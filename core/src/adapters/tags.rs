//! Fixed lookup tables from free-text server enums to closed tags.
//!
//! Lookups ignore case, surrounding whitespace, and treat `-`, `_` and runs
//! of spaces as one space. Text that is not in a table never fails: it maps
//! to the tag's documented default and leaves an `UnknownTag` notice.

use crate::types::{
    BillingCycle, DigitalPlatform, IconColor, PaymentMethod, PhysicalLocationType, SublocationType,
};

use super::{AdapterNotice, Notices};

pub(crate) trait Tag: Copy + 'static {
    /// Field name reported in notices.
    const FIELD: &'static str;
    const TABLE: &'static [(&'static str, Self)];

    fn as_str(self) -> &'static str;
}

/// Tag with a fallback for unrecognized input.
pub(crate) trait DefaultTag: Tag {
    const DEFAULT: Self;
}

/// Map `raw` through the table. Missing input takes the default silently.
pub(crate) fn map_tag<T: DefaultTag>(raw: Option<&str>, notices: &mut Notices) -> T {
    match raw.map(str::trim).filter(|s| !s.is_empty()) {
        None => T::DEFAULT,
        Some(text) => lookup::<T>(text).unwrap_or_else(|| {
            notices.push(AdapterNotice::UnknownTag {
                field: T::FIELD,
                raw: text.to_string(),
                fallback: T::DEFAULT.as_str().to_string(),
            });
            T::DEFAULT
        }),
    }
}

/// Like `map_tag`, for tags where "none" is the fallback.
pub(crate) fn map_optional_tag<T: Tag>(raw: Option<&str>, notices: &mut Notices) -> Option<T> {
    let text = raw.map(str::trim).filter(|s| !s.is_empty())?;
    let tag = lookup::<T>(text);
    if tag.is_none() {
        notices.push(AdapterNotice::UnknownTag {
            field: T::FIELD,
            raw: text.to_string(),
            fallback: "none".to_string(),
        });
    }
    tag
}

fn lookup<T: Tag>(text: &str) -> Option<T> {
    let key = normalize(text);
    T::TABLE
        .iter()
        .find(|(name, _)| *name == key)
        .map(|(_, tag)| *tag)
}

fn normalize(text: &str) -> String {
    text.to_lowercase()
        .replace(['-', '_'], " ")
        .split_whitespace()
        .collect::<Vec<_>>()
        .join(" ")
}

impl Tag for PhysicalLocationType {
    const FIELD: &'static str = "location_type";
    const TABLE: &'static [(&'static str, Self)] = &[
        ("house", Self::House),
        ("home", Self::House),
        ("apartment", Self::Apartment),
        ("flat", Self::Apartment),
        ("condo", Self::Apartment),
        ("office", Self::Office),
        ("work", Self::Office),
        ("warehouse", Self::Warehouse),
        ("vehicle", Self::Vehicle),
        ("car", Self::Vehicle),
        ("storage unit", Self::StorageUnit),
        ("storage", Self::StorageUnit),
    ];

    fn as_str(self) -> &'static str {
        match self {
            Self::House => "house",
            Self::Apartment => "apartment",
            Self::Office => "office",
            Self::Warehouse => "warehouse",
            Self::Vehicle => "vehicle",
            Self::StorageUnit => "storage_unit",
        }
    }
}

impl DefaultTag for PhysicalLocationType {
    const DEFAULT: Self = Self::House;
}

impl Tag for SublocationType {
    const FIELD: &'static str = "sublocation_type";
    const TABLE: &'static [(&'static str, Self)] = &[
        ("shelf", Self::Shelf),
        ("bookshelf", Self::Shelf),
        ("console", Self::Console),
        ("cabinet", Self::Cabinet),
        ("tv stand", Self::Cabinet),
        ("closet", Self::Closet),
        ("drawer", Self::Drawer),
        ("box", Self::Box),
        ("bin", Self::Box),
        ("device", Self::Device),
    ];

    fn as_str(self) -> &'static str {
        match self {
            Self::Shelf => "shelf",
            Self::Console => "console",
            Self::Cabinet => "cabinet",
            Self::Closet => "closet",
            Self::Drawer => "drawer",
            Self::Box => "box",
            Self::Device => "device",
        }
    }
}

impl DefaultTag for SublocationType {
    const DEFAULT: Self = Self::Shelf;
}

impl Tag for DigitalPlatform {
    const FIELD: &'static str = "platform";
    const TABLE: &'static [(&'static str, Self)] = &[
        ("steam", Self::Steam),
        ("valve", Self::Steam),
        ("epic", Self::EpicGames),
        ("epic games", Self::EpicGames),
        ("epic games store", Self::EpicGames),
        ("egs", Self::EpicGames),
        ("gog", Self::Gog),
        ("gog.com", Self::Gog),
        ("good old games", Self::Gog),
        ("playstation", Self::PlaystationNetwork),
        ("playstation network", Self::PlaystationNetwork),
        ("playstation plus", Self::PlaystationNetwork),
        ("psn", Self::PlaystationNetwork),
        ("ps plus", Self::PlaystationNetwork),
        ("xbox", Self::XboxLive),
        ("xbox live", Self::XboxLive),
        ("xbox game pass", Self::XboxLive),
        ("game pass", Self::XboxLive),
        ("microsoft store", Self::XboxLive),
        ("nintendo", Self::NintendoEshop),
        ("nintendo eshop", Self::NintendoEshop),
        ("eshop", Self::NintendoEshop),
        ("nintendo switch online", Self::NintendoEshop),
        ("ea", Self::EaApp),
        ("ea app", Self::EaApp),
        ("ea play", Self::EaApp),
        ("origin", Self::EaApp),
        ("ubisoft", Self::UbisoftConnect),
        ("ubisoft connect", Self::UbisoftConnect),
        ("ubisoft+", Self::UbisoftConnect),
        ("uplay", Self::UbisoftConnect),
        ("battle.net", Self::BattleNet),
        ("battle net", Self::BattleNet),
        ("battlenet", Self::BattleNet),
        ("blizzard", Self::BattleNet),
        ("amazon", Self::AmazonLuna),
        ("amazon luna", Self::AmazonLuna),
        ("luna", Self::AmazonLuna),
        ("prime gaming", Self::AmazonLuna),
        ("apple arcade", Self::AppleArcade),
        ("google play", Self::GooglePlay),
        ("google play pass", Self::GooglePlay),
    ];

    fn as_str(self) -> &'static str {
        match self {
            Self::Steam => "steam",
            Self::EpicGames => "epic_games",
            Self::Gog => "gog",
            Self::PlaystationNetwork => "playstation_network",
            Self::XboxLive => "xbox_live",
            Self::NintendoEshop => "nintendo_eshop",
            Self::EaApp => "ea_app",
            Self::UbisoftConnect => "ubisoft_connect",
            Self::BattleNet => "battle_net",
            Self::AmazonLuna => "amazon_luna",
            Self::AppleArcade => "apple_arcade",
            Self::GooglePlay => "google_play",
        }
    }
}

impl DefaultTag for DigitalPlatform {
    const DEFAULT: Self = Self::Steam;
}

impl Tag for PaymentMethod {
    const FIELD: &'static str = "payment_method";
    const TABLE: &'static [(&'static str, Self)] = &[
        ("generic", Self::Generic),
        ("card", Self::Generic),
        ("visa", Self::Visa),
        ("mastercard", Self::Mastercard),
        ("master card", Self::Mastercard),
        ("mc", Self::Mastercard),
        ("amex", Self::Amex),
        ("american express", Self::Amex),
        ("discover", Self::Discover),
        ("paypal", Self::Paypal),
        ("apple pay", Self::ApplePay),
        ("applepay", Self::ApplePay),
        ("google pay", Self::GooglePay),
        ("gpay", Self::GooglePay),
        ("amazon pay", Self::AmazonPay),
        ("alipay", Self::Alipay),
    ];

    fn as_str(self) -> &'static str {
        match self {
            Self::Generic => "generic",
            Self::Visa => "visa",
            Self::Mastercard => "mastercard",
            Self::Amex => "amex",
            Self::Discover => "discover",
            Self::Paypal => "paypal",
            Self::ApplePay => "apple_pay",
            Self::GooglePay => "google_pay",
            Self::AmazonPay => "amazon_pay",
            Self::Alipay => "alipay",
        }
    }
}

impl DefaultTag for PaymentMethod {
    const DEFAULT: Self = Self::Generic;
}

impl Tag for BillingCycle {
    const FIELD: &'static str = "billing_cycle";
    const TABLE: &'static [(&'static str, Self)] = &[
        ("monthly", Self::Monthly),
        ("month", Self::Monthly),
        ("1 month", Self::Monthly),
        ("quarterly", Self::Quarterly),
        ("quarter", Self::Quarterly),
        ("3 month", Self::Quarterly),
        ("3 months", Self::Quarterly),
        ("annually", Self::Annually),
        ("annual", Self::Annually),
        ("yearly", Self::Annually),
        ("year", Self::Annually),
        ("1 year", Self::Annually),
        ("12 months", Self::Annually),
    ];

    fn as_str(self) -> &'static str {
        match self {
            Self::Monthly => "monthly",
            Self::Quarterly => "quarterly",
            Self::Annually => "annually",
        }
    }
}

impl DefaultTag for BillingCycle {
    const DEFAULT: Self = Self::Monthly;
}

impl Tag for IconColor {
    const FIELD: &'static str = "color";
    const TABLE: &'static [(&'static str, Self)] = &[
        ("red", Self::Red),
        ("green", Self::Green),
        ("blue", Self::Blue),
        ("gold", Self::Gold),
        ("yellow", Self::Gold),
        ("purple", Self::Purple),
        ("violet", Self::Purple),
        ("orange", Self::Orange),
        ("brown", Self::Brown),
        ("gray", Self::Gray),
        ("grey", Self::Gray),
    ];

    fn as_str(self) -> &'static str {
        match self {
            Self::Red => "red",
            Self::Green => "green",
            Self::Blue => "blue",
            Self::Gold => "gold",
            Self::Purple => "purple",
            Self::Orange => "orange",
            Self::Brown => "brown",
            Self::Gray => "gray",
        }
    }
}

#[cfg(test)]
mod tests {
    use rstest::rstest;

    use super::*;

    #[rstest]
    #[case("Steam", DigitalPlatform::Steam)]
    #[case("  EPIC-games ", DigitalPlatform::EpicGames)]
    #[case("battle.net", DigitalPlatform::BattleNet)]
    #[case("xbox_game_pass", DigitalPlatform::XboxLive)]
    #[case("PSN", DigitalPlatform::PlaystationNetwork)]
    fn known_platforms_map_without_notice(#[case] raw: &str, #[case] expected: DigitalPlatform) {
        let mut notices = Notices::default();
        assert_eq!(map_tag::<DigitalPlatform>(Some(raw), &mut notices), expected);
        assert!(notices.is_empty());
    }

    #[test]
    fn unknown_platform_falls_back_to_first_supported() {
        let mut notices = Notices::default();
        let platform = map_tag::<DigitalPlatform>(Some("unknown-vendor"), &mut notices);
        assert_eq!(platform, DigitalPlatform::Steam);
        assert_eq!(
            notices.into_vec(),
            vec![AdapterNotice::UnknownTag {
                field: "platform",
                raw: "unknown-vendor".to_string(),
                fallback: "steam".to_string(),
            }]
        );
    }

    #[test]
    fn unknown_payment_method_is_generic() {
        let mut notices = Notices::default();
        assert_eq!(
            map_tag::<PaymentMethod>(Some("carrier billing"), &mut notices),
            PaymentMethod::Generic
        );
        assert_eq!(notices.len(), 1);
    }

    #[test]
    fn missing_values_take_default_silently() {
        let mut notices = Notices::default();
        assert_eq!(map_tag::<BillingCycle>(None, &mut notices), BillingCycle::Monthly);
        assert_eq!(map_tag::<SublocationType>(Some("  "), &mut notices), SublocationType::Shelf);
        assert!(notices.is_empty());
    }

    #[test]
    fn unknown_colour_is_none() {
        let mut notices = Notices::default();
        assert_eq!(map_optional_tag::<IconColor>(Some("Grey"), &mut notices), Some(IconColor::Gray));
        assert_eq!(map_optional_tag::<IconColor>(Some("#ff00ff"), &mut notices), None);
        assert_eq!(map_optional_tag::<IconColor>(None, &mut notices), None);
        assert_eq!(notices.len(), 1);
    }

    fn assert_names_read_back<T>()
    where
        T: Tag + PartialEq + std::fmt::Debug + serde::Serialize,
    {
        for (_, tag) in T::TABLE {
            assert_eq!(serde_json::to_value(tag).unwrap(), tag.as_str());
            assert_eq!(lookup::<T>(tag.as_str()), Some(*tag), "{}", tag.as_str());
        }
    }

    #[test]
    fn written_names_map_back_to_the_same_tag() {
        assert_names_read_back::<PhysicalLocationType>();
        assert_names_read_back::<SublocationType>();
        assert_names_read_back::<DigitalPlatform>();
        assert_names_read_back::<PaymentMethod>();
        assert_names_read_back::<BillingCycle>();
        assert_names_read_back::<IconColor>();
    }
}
########
== WORK TO BE COMPLETED ==
Lines in the material above that include the string "crate" should be listed.

== OUTPUT BELOW ==
use crate::types::{
pub(crate) trait Tag: Copy + 'static {
pub(crate) trait DefaultTag: Tag {
pub(crate) fn map_tag<T: DefaultTag>(raw: Option<&str>, notices: &mut Notices) -> T {
pub(crate) fn map_optional_tag<T: Tag>(raw: Option<&str>, notices: &mut Notices) -> Option<T> {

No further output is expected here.